» **Work task**:
Pull every line from the records that has the word "pipeline" in it.

» **Information supplied**:
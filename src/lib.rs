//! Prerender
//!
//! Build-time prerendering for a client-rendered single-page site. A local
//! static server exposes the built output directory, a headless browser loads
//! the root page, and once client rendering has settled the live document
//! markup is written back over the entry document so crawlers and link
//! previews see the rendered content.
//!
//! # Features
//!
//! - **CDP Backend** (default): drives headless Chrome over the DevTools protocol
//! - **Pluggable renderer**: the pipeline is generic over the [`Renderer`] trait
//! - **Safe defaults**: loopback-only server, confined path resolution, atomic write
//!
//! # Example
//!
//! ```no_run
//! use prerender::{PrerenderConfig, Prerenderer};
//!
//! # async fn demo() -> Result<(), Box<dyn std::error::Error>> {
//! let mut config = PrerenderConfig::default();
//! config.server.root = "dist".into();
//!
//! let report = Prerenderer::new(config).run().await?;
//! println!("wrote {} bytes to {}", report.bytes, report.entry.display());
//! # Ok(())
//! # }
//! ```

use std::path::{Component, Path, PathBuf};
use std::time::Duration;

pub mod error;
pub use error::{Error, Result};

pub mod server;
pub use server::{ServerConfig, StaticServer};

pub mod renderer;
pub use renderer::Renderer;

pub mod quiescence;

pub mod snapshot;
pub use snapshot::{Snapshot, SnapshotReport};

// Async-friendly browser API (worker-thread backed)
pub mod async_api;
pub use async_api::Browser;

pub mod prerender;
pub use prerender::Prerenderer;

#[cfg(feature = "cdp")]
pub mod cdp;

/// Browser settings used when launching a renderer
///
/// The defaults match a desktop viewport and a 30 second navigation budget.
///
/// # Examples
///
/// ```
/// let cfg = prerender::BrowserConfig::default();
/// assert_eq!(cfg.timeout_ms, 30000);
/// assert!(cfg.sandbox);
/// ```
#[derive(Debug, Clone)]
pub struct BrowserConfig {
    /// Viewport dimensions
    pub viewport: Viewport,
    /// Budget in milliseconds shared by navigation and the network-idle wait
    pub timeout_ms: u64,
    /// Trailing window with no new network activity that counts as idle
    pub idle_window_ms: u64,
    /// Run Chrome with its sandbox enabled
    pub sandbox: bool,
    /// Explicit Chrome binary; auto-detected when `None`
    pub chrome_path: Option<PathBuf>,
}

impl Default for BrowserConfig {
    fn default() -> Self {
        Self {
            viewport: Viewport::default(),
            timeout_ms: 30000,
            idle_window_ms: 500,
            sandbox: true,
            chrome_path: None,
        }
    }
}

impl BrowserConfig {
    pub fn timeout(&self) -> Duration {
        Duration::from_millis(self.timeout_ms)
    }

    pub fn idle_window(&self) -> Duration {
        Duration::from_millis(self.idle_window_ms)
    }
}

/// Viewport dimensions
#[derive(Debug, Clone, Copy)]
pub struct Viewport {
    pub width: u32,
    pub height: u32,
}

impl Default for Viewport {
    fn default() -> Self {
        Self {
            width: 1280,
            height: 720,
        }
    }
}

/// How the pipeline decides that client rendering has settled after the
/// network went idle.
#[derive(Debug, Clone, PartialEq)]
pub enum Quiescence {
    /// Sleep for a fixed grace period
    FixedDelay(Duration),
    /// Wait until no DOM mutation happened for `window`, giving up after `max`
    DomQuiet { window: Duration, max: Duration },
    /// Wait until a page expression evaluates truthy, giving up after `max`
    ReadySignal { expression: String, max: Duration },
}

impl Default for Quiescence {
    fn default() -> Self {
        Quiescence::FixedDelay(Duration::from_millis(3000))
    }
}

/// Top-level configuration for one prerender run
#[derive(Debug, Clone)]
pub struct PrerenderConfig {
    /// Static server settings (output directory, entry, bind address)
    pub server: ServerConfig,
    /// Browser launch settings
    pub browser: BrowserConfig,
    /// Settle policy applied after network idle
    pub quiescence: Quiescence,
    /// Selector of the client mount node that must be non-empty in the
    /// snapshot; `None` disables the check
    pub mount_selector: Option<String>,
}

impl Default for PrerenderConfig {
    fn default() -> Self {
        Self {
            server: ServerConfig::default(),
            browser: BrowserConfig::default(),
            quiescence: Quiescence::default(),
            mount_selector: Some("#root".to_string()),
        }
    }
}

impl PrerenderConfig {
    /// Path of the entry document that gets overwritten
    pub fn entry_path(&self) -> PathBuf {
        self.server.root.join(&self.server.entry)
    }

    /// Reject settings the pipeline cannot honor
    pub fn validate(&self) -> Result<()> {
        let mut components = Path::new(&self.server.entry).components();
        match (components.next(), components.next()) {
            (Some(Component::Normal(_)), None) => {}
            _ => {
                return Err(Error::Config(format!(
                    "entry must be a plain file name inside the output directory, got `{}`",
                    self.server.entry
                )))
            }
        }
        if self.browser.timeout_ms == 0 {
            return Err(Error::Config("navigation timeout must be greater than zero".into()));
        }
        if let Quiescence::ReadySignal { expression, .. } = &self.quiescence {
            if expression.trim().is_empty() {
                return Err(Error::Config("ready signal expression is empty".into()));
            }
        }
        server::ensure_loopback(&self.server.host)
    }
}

» **Output of the task**:
//! - **Pluggable renderer**: the pipeline is generic over the [`Renderer`] trait
/// How the pipeline decides that client rendering has settled after the
    /// Reject settings the pipeline cannot honor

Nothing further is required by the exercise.